→ WHAT YOU SHOULD DO
Your task is to copy every line of the entries that holds the word "speech".

→ WORKING DATA
-=-=-=-=-

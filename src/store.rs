//! Storage collaborators: blob storage for source files and artifacts, and
//! the document-metadata store that holds artifact links.
//!
//! The pipeline only depends on the two traits. The in-memory stores back the
//! tests and embedders that keep everything in one process; [`FsBlobStore`]
//! backs the CLI and can also pull sources from `http(s)://` URLs, which is how
//! hosted object stores hand out readable references.

use crate::error::StoreError;
use crate::model::{BlobRef, ConversionArtifact, SourceDocument};
use async_trait::async_trait;
use std::collections::HashMap;
use std::path::{Component, Path, PathBuf};
use std::sync::RwLock;
use std::time::Duration;
use tracing::{debug, info};

/// Object storage for source documents and conversion artifacts.
///
/// `put` is all-or-nothing: either the full blob is readable under the
/// returned reference or the call fails and nothing is visible.
#[async_trait]
pub trait BlobStore: Send + Sync {
    async fn put(&self, bytes: Vec<u8>, key: &str) -> Result<BlobRef, StoreError>;
    async fn get(&self, blob: &BlobRef) -> Result<Vec<u8>, StoreError>;
    async fn delete(&self, blob: &BlobRef) -> Result<(), StoreError>;
}

/// Metadata store for [`SourceDocument`] records.
#[async_trait]
pub trait DocumentStore: Send + Sync {
    async fn find(&self, id: &str) -> Result<Option<SourceDocument>, StoreError>;

    /// Replace the document's current artifact of `artifact.kind` in one step.
    async fn update(&self, id: &str, artifact: ConversionArtifact) -> Result<(), StoreError>;

    async fn insert(&self, document: SourceDocument) -> Result<(), StoreError>;

    /// Every document of `owner_id`, newest upload first.
    async fn list_by_owner(&self, owner_id: &str) -> Result<Vec<SourceDocument>, StoreError>;
}

// ── In-memory blob store ─────────────────────────────────────────────────

/// Blob store held in process memory.
///
/// Every `put` creates a new version (`mem://{key}#v{n}`); earlier versions
/// stay readable until deleted explicitly.
#[derive(Default)]
pub struct MemoryBlobStore {
    inner: RwLock<MemoryBlobs>,
}

#[derive(Default)]
struct MemoryBlobs {
    blobs: HashMap<String, Vec<u8>>,
    versions: HashMap<String, u64>,
}

impl MemoryBlobStore {
    pub fn new() -> Self {
        Self::default()
    }

    /// Number of blobs currently stored, across all versions.
    pub fn len(&self) -> usize {
        self.inner.read().unwrap_or_else(|e| e.into_inner()).blobs.len()
    }

    pub fn is_empty(&self) -> bool {
        self.len() == 0
    }

    /// Whether the blob behind `blob` is still stored.
    pub fn contains(&self, blob: &BlobRef) -> bool {
        self.inner
            .read()
            .unwrap_or_else(|e| e.into_inner())
            .blobs
            .contains_key(&blob.url)
    }
}

#[async_trait]
impl BlobStore for MemoryBlobStore {
    async fn put(&self, bytes: Vec<u8>, key: &str) -> Result<BlobRef, StoreError> {
        let mut inner = self.inner.write().unwrap_or_else(|e| e.into_inner());
        let version = inner.versions.entry(key.to_string()).or_insert(0);
        *version += 1;
        let url = format!("mem://{key}#v{version}");
        debug!("Stored {} bytes at {}", bytes.len(), url);
        inner.blobs.insert(url.clone(), bytes);
        Ok(BlobRef::new(key, url))
    }

    async fn get(&self, blob: &BlobRef) -> Result<Vec<u8>, StoreError> {
        self.inner
            .read()
            .unwrap_or_else(|e| e.into_inner())
            .blobs
            .get(&blob.url)
            .cloned()
            .ok_or_else(|| StoreError::Missing {
                key: blob.url.clone(),
            })
    }

    async fn delete(&self, blob: &BlobRef) -> Result<(), StoreError> {
        self.inner
            .write()
            .unwrap_or_else(|e| e.into_inner())
            .blobs
            .remove(&blob.url)
            .map(|_| ())
            .ok_or_else(|| StoreError::Missing {
                key: blob.url.clone(),
            })
    }
}

// ── File-system blob store ───────────────────────────────────────────────

/// Blob store rooted at a local directory.
///
/// Keys map to relative paths under the root. Writes go to a sibling temp
/// file that is renamed into place, so readers never observe a partial blob.
/// `get` also accepts `http(s)://` references and downloads them.
pub struct FsBlobStore {
    root: PathBuf,
    client: reqwest::Client,
    download_timeout_secs: u64,
}

impl FsBlobStore {
    /// Create a store rooted at `root` (created lazily on first write).
    pub fn new(root: impl Into<PathBuf>, download_timeout_secs: u64) -> Result<Self, StoreError> {
        let client = reqwest::Client::builder()
            .timeout(Duration::from_secs(download_timeout_secs))
            .build()
            .map_err(|e| StoreError::Transfer {
                url: String::new(),
                reason: format!("HTTP client setup failed: {e}"),
            })?;
        Ok(Self {
            root: root.into(),
            client,
            download_timeout_secs,
        })
    }

    /// Map a key onto a path under the root, rejecting escapes.
    fn path_for(&self, key: &str) -> Result<PathBuf, StoreError> {
        let rel = Path::new(key);
        let valid = !key.is_empty()
            && rel
                .components()
                .all(|c| matches!(c, Component::Normal(_)));
        if !valid {
            return Err(StoreError::InvalidKey {
                key: key.to_string(),
                reason: "keys must be relative paths without '..'".into(),
            });
        }
        Ok(self.root.join(rel))
    }

    async fn download(&self, url: &str) -> Result<Vec<u8>, StoreError> {
        info!("Downloading blob from: {}", url);

        let response = self.client.get(url).send().await.map_err(|e| StoreError::Transfer {
            url: url.to_string(),
            reason: if e.is_timeout() {
                format!("timed out after {}s", self.download_timeout_secs)
            } else {
                e.to_string()
            },
        })?;

        if !response.status().is_success() {
            return Err(StoreError::Transfer {
                url: url.to_string(),
                reason: format!("HTTP {}", response.status()),
            });
        }

        let bytes = response.bytes().await.map_err(|e| StoreError::Transfer {
            url: url.to_string(),
            reason: e.to_string(),
        })?;
        debug!("Downloaded {} bytes", bytes.len());
        Ok(bytes.to_vec())
    }
}

/// Check if a blob reference points at a remote HTTP resource.
pub fn is_url(input: &str) -> bool {
    input.starts_with("http://") || input.starts_with("https://")
}

#[async_trait]
impl BlobStore for FsBlobStore {
    async fn put(&self, bytes: Vec<u8>, key: &str) -> Result<BlobRef, StoreError> {
        let path = self.path_for(key)?;
        let io_err = |source| StoreError::Io {
            key: key.to_string(),
            source,
        };

        if let Some(parent) = path.parent() {
            tokio::fs::create_dir_all(parent).await.map_err(io_err)?;
        }

        // Atomic write: write to temp, then rename
        let mut tmp_name = path.file_name().map(|n| n.to_os_string()).unwrap_or_default();
        tmp_name.push(format!(".{}.tmp", uuid::Uuid::new_v4().simple()));
        let tmp_path = path.with_file_name(tmp_name);

        if let Err(e) = tokio::fs::write(&tmp_path, &bytes).await {
            let _ = tokio::fs::remove_file(&tmp_path).await;
            return Err(io_err(e));
        }
        if let Err(e) = tokio::fs::rename(&tmp_path, &path).await {
            let _ = tokio::fs::remove_file(&tmp_path).await;
            return Err(io_err(e));
        }

        debug!("Wrote {} bytes to {}", bytes.len(), path.display());
        Ok(BlobRef::new(key, path.to_string_lossy()))
    }

    async fn get(&self, blob: &BlobRef) -> Result<Vec<u8>, StoreError> {
        if is_url(&blob.url) {
            return self.download(&blob.url).await;
        }
        let path = PathBuf::from(blob.url.strip_prefix("file://").unwrap_or(&blob.url));
        tokio::fs::read(&path).await.map_err(|e| {
            if e.kind() == std::io::ErrorKind::NotFound {
                StoreError::Missing {
                    key: blob.url.clone(),
                }
            } else {
                StoreError::Io {
                    key: blob.key.clone(),
                    source: e,
                }
            }
        })
    }

    async fn delete(&self, blob: &BlobRef) -> Result<(), StoreError> {
        let path = self.path_for(&blob.key)?;
        tokio::fs::remove_file(&path).await.map_err(|e| {
            if e.kind() == std::io::ErrorKind::NotFound {
                StoreError::Missing {
                    key: blob.key.clone(),
                }
            } else {
                StoreError::Io {
                    key: blob.key.clone(),
                    source: e,
                }
            }
        })
    }
}

// ── In-memory document store ─────────────────────────────────────────────

/// Document store held in process memory.
#[derive(Default)]
pub struct MemoryDocumentStore {
    documents: RwLock<HashMap<String, SourceDocument>>,
}

impl MemoryDocumentStore {
    pub fn new() -> Self {
        Self::default()
    }
}

#[async_trait]
impl DocumentStore for MemoryDocumentStore {
    async fn find(&self, id: &str) -> Result<Option<SourceDocument>, StoreError> {
        Ok(self
            .documents
            .read()
            .unwrap_or_else(|e| e.into_inner())
            .get(id)
            .cloned())
    }

    async fn update(&self, id: &str, artifact: ConversionArtifact) -> Result<(), StoreError> {
        let mut documents = self.documents.write().unwrap_or_else(|e| e.into_inner());
        let document = documents.get_mut(id).ok_or_else(|| StoreError::Missing {
            key: id.to_string(),
        })?;
        document.link_artifact(artifact);
        Ok(())
    }

    async fn insert(&self, document: SourceDocument) -> Result<(), StoreError> {
        self.documents
            .write()
            .unwrap_or_else(|e| e.into_inner())
            .insert(document.id.clone(), document);
        Ok(())
    }

    async fn list_by_owner(&self, owner_id: &str) -> Result<Vec<SourceDocument>, StoreError> {
        let mut owned: Vec<SourceDocument> = self
            .documents
            .read()
            .unwrap_or_else(|e| e.into_inner())
            .values()
            .filter(|d| d.owner_id == owner_id)
            .cloned()
            .collect();
        owned.sort_by(|a, b| b.created_at.cmp(&a.created_at).then_with(|| a.id.cmp(&b.id)));
        Ok(owned)
    }
}

#[cfg(test)]
mod tests {
    use super::*;
    use crate::model::ArtifactKind;

    #[test]
    fn test_is_url() {
        assert!(is_url("https://res.example.com/raw/upload/doc.pdf"));
        assert!(is_url("http://localhost/doc.txt"));
        assert!(!is_url("/tmp/doc.pdf"));
        assert!(!is_url("mem://key#v1"));
    }

    #[tokio::test]
    async fn memory_store_versions_each_put() {
        let store = MemoryBlobStore::new();
        let first = store.put(b"one".to_vec(), "a/b.txt").await.unwrap();
        let second = store.put(b"two".to_vec(), "a/b.txt").await.unwrap();

        assert_eq!(first.key, second.key);
        assert_ne!(first.url, second.url);
        assert_eq!(store.get(&first).await.unwrap(), b"one");
        assert_eq!(store.get(&second).await.unwrap(), b"two");
        assert_eq!(store.len(), 2);

        store.delete(&first).await.unwrap();
        assert!(!store.contains(&first));
        assert!(matches!(
            store.get(&first).await,
            Err(StoreError::Missing { .. })
        ));
    }

    #[tokio::test]
    async fn fs_store_round_trip_and_delete() {
        let dir = tempfile::tempdir().unwrap();
        let store = FsBlobStore::new(dir.path(), 5).unwrap();

        let blob = store
            .put("⠓⠑⠇⠇⠕".as_bytes().to_vec(), "converted/braille/u1/d1-g2.brf")
            .await
            .unwrap();
        assert!(dir.path().join("converted/braille/u1/d1-g2.brf").exists());
        assert_eq!(store.get(&blob).await.unwrap(), "⠓⠑⠇⠇⠕".as_bytes());

        // No temp files left behind
        let leftovers: Vec<_> = std::fs::read_dir(dir.path().join("converted/braille/u1"))
            .unwrap()
            .filter_map(|e| e.ok())
            .filter(|e| e.file_name().to_string_lossy().ends_with(".tmp"))
            .collect();
        assert!(leftovers.is_empty());

        store.delete(&blob).await.unwrap();
        assert!(matches!(store.get(&blob).await, Err(StoreError::Missing { .. })));
    }

    #[tokio::test]
    async fn fs_store_rejects_escaping_keys() {
        let dir = tempfile::tempdir().unwrap();
        let store = FsBlobStore::new(dir.path(), 5).unwrap();
        for key in ["../outside.txt", "/etc/passwd", ""] {
            assert!(
                matches!(store.put(vec![1], key).await, Err(StoreError::InvalidKey { .. })),
                "key {key:?} should be rejected"
            );
        }
    }

    #[tokio::test]
    async fn document_store_update_swaps_artifact() {
        let store = MemoryDocumentStore::new();
        let doc =
            SourceDocument::new("u1", "a.txt", 3, BlobRef::new("k", "mem://k#v1")).with_id("d1");
        store.insert(doc).await.unwrap();

        let speech = vec![BlobRef::new("s", "mem://s#v1")];
        let artifact = ConversionArtifact::new(ArtifactKind::Speech, speech);
        store.update("d1", artifact.clone()).await.unwrap();

        let found = store.find("d1").await.unwrap().unwrap();
        assert_eq!(found.speech, Some(artifact));
        assert!(found.braille.is_none());
    }

    #[tokio::test]
    async fn documents_list_newest_first_per_owner() {
        let store = MemoryDocumentStore::new();
        let source = BlobRef::new("k", "mem://k#v1");
        let base = chrono::Utc::now();
        for (id, owner, age_secs) in [("old", "u1", 60), ("new", "u1", 0), ("other", "u2", 30)] {
            let mut doc = SourceDocument::new(owner, "a.txt", 1, source.clone()).with_id(id);
            doc.created_at = base - chrono::Duration::seconds(age_secs);
            store.insert(doc).await.unwrap();
        }

        let ids: Vec<String> = store
            .list_by_owner("u1")
            .await
            .unwrap()
            .into_iter()
            .map(|d| d.id)
            .collect();
        assert_eq!(ids, vec!["new", "old"]);
        assert!(store.list_by_owner("nobody").await.unwrap().is_empty());
    }

    #[tokio::test]
    async fn document_store_update_missing_document() {
        let store = MemoryDocumentStore::new();
        let artifact = ConversionArtifact::new(ArtifactKind::Braille, vec![]);
        assert!(matches!(
            store.update("nope", artifact).await,
            Err(StoreError::Missing { .. })
        ));
        assert!(store.find("nope").await.unwrap().is_none());
    }
}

-=-=-=-=-

→ WRITTEN ANSWER
        let speech = vec![BlobRef::new("s", "mem://s#v1")];
        let artifact = ConversionArtifact::new(ArtifactKind::Speech, speech);
        assert_eq!(found.speech, Some(artifact));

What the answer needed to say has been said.